Key Laboratory of Functional Small Organic Molecule, Ministry of Education and College of Life Science, Jiangxi Normal University, 99 Ziyang Road, Nanchang, Jiangxi 330022, China.
Key Laboratory of Green Chemistry, Jiangxi Province and College of Chemistry and Chemical Engineering, Jiangxi Normal University, 99 Ziyang Road, Nanchang, Jiangxi, 330022, China.
Clin Chim Acta. 2015 Feb 20;441:163-70. doi: 10.1016/j.cca.2014.12.014. Epub 2014 Dec 17.
It is demonstrated that levels of protein-bound chlorotyrosine, nitrotyrosine and myeloperoxidase (MPO), a protein that catalyzes generation of chlorinating and nitrating oxidants, serve as independent predictors of cardiovascular disease.
Immunoprecipitation and Western blot were used to analyze protein concentration, nitration and chlorination. LC-MS/MS was used to identify nitrated and chlorinated sites of Tyr from immunoprecipitated serum proteins.
Apolipoprotein A-I (apoA-I), the primary protein constituent of high density lipoprotein (HDL), was identified as a selective target for MPO-catalyzed nitration and chlorination in patients with type 2 diabetes. The serum proteins from diabetic subjects showed that the levels of apoA-I nitration and chlorination were clearly increased, whereas apoA-I concentration and cholesterol efflux activity were significantly decreased. MPO as a likely mechanism for oxidative modification of apoA-I in vivo was apparently facilitated by MPO binding to apoA-I. Subsequently, it was found that Tyr 192 was the major nitration and chlorination site in apoA-I from diabetic serum. Further studies in vitro revealed that besides the classic inhibition in cholesterol efflux activities, MPO-catalyzed oxidation could result in a loss of anti-apoptotic activity of lipoprotein.

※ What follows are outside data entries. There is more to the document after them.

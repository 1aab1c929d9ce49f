//! Simulation systems, run in fixed order each tick by the engine.

pub mod bounce;
pub mod cleanup;
pub mod kinematics;
pub mod locomotion;
pub mod props;
pub mod snapshot;
pub mod streaming;

use hecs::World;
use neondrift_core::components::SegmentInfo;
use neondrift_physics::SurfaceStrip;

/// Collect the walkable surface strips of every live segment, consumed by
/// the ground probe and the contact resolver this tick.
pub fn collect_surface_strips(world: &World) -> Vec<SurfaceStrip> {
    world
        .query::<&SegmentInfo>()
        .iter()
        .map(|(_, info)| SurfaceStrip::from_segment(info))
        .collect()
}
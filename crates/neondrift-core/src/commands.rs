//! Player commands sent to the simulation.
//!
//! Commands are queued and processed at the next tick boundary.

use serde::{Deserialize, Serialize};

/// All possible player actions.
#[derive(Debug, Clone, Serialize, Deserialize)]
#[serde(tag = "type")]
pub enum PlayerCommand {
    // --- Session lifecycle ---
    /// Begin a run from the menu or after a game over.
    StartRun,
    /// Tear down the current run and begin a fresh one.
    Restart,
    /// Pause the simulation.
    Pause,
    /// Resume from pause.
    Resume,

    // --- Input ---
    /// Set the steering deflection. Clamped to [-1, 1] and latched until
    /// the next SetSteering.
    SetSteering { value: f64 },

    // --- Simulation control ---
    /// Set loop time scale (1.0 = normal). Affects cadence only, never dt.
    SetTimeScale { scale: f64 },
}
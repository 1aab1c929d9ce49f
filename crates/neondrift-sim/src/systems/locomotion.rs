//! Craft locomotion — hover, planar movement, banking, fall handling.
//!
//! Evaluated once per simulation step in a fixed sub-step order: ground
//! probe, planar movement, hovering, fast fall, banking, cooldown timer.
//! Forces land in the body's accumulator; the kinematics system integrates
//! them afterwards. The engine gates this system on the session-halt signal.

use neondrift_core::components::{Craft, HoverState, ProbeAnchor, RigidBody};
use neondrift_core::config::SimTuning;
use neondrift_core::constants::DT;
use neondrift_core::enums::ContactCategory;
use neondrift_core::types::{Orientation, Position, Velocity};
use neondrift_physics::{raycast_down, SurfaceStrip};

pub fn run(world: &mut hecs::World, tuning: &SimTuning, strips: &[SurfaceStrip], steering: f64) {
    for (_entity, (_craft, pos, vel, body, hover, orientation, anchor)) in world.query_mut::<(
        &Craft,
        &Position,
        &mut Velocity,
        &mut RigidBody,
        &mut HoverState,
        &mut Orientation,
        &ProbeAnchor,
    )>() {
        // 1. Ground probe.
        let origin = pos.0 + anchor.offset;
        let hit = raycast_down(
            origin,
            tuning.ground_check_distance,
            ContactCategory::Ground,
            strips,
        );
        hover.grounded = hit.is_some();
        hover.ground_distance = hit.map(|h| h.distance);

        // 2. Planar movement. Vertical velocity belongs to hover/gravity/
        //    bounce and stays untouched here.
        vel.0.x = steering * tuning.strafe_speed;
        vel.0.z = tuning.forward_speed;

        // 3. Hovering. Fully skipped while the bounce cooldown is active so
        //    the spring cannot fight the bounce impulse.
        if !hover.bounce_cooldown {
            match hover.ground_distance {
                // Spring-damper only near the target height; a craft falling
                // from a high bounce is left to gravity.
                Some(distance) if distance <= tuning.hover_height * 2.0 => {
                    let error = tuning.hover_height - distance;
                    let force = error * tuning.hover_force - vel.0.y * tuning.hover_damping;
                    body.force.y += force;
                }
                Some(_) => {}
                // No ground in range: amplified gravity so the craft cannot
                // float indefinitely over a gap.
                None => {
                    body.force.y += tuning.gravity_y * tuning.fall_multiplier * body.mass;
                }
            }
        }

        // 4. Fast fall while airborne and descending. The fall-speed cap is
        //    enforced by the integrator after all vertical forces.
        if vel.0.y < 0.0 && !hover.grounded {
            body.force.y -= tuning.fast_fall_force;
        }

        // 5. Banking: exponentially smoothed roll toward the steering
        //    target, layered over whatever yaw/pitch physics produced.
        let target = -steering * tuning.max_bank_angle;
        let blend = (DT * tuning.bank_smoothing).clamp(0.0, 1.0);
        hover.bank_angle += (target - hover.bank_angle) * blend;
        hover.bank_angle = hover
            .bank_angle
            .clamp(-tuning.max_bank_angle, tuning.max_bank_angle);
        orientation.roll = hover.bank_angle;

        // 6. Bounce cooldown timer.
        if hover.bounce_cooldown {
            hover.cooldown_elapsed += DT;
            if hover.cooldown_elapsed >= tuning.bounce_cooldown_secs {
                hover.bounce_cooldown = false;
                hover.cooldown_elapsed = 0.0;
            }
        }
    }
}
//! Minimal rigid-body services consumed by the simulation core:
//! force integration, downward raycasts against track surface strips,
//! and contact detection with discrete collision events.
//!
//! This is deliberately not a general physics engine — no narrow-phase
//! shapes, no constraint solver. The craft is the only dynamic body and the
//! track is a set of axis-aligned horizontal strips.

pub mod body;
pub mod contact;
pub mod raycast;

pub use body::integrate;
pub use contact::{resolve_surface_contacts, ContactEvent};
pub use raycast::{raycast_down, RayHit, SurfaceStrip};

#[cfg(test)]
mod tests;
//! ECS components for hecs entities.
//!
//! Components are plain data structs with no methods.
//! Simulation logic lives in systems, not components.

use glam::DVec3;
use serde::{Deserialize, Serialize};

use crate::enums::PropKind;

/// Marks the single player-controlled craft.
#[derive(Debug, Clone, Copy, Serialize, Deserialize)]
pub struct Craft;

/// Marks an entity as one streamed track segment.
#[derive(Debug, Clone, Copy, Serialize, Deserialize)]
pub struct Segment;

/// Rigid-body state consumed by the integrator.
#[derive(Debug, Clone, Copy, Serialize, Deserialize)]
pub struct RigidBody {
    /// Mass in kg.
    pub mass: f64,
    /// Force accumulator, cleared by the integrator each step.
    pub force: DVec3,
    /// Pitch and yaw frozen; only banking rotates the craft.
    pub freeze_pitch_yaw: bool,
}

impl Default for RigidBody {
    fn default() -> Self {
        Self {
            mass: crate::constants::CRAFT_MASS,
            force: DVec3::ZERO,
            freeze_pitch_yaw: true,
        }
    }
}

/// Axis-aligned collider half extents.
#[derive(Debug, Clone, Copy, Serialize, Deserialize)]
pub struct ColliderExtents {
    pub half: DVec3,
}

/// Local offset from the craft origin to the ground-probe ray origin.
#[derive(Debug, Clone, Copy, Serialize, Deserialize)]
pub struct ProbeAnchor {
    pub offset: DVec3,
}

/// Per-step hover/bounce state of the craft.
#[derive(Debug, Clone, Copy, Default, Serialize, Deserialize)]
pub struct HoverState {
    /// True when the ground probe hit within range this step.
    pub grounded: bool,
    /// Measured distance to ground on a probe hit.
    pub ground_distance: Option<f64>,
    /// Current smoothed bank angle (radians).
    pub bank_angle: f64,
    /// Hover suppression window after a bounce.
    pub bounce_cooldown: bool,
    /// Time accumulated inside the cooldown window (seconds).
    pub cooldown_elapsed: f64,
}

/// Identity and streaming state of a segment.
///
/// `origin_z` is the spawn-time coordinate of the near edge; the far end is
/// `origin_z + length`.
#[derive(Debug, Clone, Serialize, Deserialize)]
pub struct SegmentInfo {
    /// Unique id assigned by the streamer at spawn.
    pub id: u32,
    pub origin_z: f64,
    pub length: f64,
    pub half_width: f64,
    /// Index into the template catalog this segment was built from.
    pub template: usize,
    /// One-shot guard: set the first time the spawn-next trigger fires.
    pub successor_requested: bool,
}

/// A pickup or obstacle sitting on a segment.
#[derive(Debug, Clone, Copy, Serialize, Deserialize)]
pub struct Prop {
    pub kind: PropKind,
    /// Score value for gems; unused for obstacles.
    pub value: u32,
    /// Trigger radius (m).
    pub radius: f64,
    /// One-shot trigger guard.
    pub triggered: bool,
    /// Id of the owning segment. Props never outlive their segment.
    pub segment_id: u32,
}
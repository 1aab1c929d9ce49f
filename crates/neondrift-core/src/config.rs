//! Runtime tuning config.
//!
//! Every locomotion and streaming tunable, overridable from a JSON file.
//! Defaults come from [`crate::constants`].

use std::path::Path;

use serde::{Deserialize, Serialize};

use crate::constants::*;

/// Tuning parameters for one simulation session.
#[derive(Debug, Clone, Serialize, Deserialize)]
#[serde(default)]
pub struct SimTuning {
    // Planar movement
    pub forward_speed: f64,
    pub strafe_speed: f64,

    // Hovering
    pub hover_height: f64,
    pub hover_force: f64,
    pub hover_damping: f64,
    pub fall_multiplier: f64,

    // Fast fall
    pub fast_fall_force: f64,
    pub max_fall_speed: f64,

    // Banking
    pub max_bank_angle: f64,
    pub bank_smoothing: f64,

    // Ground detection
    pub ground_check_distance: f64,

    // Bouncing
    pub bounce_velocity: f64,
    pub min_bounce_velocity: f64,
    pub bounce_cooldown_secs: f64,

    // Track streaming
    pub max_active_segments: usize,
    pub segment_spacing: f64,
    pub delete_margin: f64,
    pub initial_segments: usize,

    // World
    pub gravity_y: f64,
    pub kill_plane_y: f64,
}

impl Default for SimTuning {
    fn default() -> Self {
        Self {
            forward_speed: FORWARD_SPEED,
            strafe_speed: STRAFE_SPEED,
            hover_height: HOVER_HEIGHT,
            hover_force: HOVER_FORCE,
            hover_damping: HOVER_DAMPING,
            fall_multiplier: FALL_MULTIPLIER,
            fast_fall_force: FAST_FALL_FORCE,
            max_fall_speed: MAX_FALL_SPEED,
            max_bank_angle: MAX_BANK_ANGLE,
            bank_smoothing: BANK_SMOOTHING,
            ground_check_distance: GROUND_CHECK_DISTANCE,
            bounce_velocity: BOUNCE_VELOCITY,
            min_bounce_velocity: MIN_BOUNCE_VELOCITY,
            bounce_cooldown_secs: BOUNCE_COOLDOWN_SECS,
            max_active_segments: MAX_ACTIVE_SEGMENTS,
            segment_spacing: SEGMENT_SPACING,
            delete_margin: DELETE_MARGIN,
            initial_segments: INITIAL_SEGMENTS,
            gravity_y: GRAVITY_Y,
            kill_plane_y: KILL_PLANE_Y,
        }
    }
}

/// Errors from loading a tuning file.
#[derive(Debug, thiserror::Error)]
pub enum ConfigError {
    #[error("failed to read tuning file: {0}")]
    Io(#[from] std::io::Error),
    #[error("failed to parse tuning file: {0}")]
    Parse(#[from] serde_json::Error),
}

impl SimTuning {
    /// Load tuning from a JSON file. Missing fields fall back to defaults.
    pub fn load(path: &Path) -> Result<Self, ConfigError> {
        let text = std::fs::read_to_string(path)?;
        Ok(serde_json::from_str(&text)?)
    }
}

ApoA-I undergoes MPO-mediated oxidation in serum from diabetic patients compared to non-diabetic subjects and MPO-catalyzed modification may impair the anti-apoptotic properties of HDL in vitro.

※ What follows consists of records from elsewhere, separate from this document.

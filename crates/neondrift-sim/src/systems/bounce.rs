//! Collision-driven bounce reaction.
//!
//! Edge-triggered per collision event: a ground contact with enough
//! downward speed becomes an upward impulse and re-arms the hover
//! suppression cooldown. Anything else leaves the velocity alone.

use neondrift_core::components::{Craft, HoverState};
use neondrift_core::config::SimTuning;
use neondrift_core::enums::ContactCategory;
use neondrift_core::events::SimEvent;
use neondrift_core::types::Velocity;
use neondrift_physics::ContactEvent;

pub fn run(
    world: &mut hecs::World,
    tuning: &SimTuning,
    contacts: &[ContactEvent],
    events: &mut Vec<SimEvent>,
) {
    for (_entity, (_craft, vel, hover)) in
        world.query_mut::<(&Craft, &mut Velocity, &mut HoverState)>()
    {
        for contact in contacts {
            if contact.category != ContactCategory::Ground {
                continue;
            }
            if contact.impact_velocity_y < -tuning.min_bounce_velocity {
                vel.0.y = tuning.bounce_velocity;
                // Each qualifying impact independently resets the window.
                hover.bounce_cooldown = true;
                hover.cooldown_elapsed = 0.0;
                events.push(SimEvent::CraftBounced {
                    impact_speed: -contact.impact_velocity_y,
                });
            }
        }
    }
}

研究表明,蛋白质结合的氯酪氨酸、硝基酪氨酸和髓过氧化物酶(MPO)水平可作为心血管疾病的独立预测因子,MPO 是一种催化生成氯化和硝化氧化剂的蛋白质。
采用免疫沉淀和 Western blot 分析蛋白浓度、硝化和氯化。采用 LC-MS/MS 鉴定免疫沉淀血清蛋白中 Tyr 的硝化和氯化位点。
载脂蛋白 A-I(apoA-I)是高密度脂蛋白(HDL)的主要蛋白成分,在 2 型糖尿病患者中被鉴定为 MPO 催化硝化和氯化的选择性靶标。糖尿病患者的血清蛋白显示,apoA-I 的硝化和氯化水平明显增加,而 apoA-I 浓度和胆固醇外排活性显著降低。MPO 作为体内 apoA-I 氧化修饰的可能机制,显然通过 MPO 与 apoA-I 的结合而得到促进。随后发现,apoA-I 中的 Tyr192 是 apoA-I 硝化和氯化的主要位点。进一步的体外研究表明,除了经典的胆固醇外排活性抑制外,MPO 催化的氧化还可能导致脂蛋白抗凋亡活性丧失。
与非糖尿病患者相比,糖尿病患者血清中的 apoA-I 经历了 MPO 介导的氧化,MPO 催化的修饰可能会损害 HDL 的体外抗凋亡特性。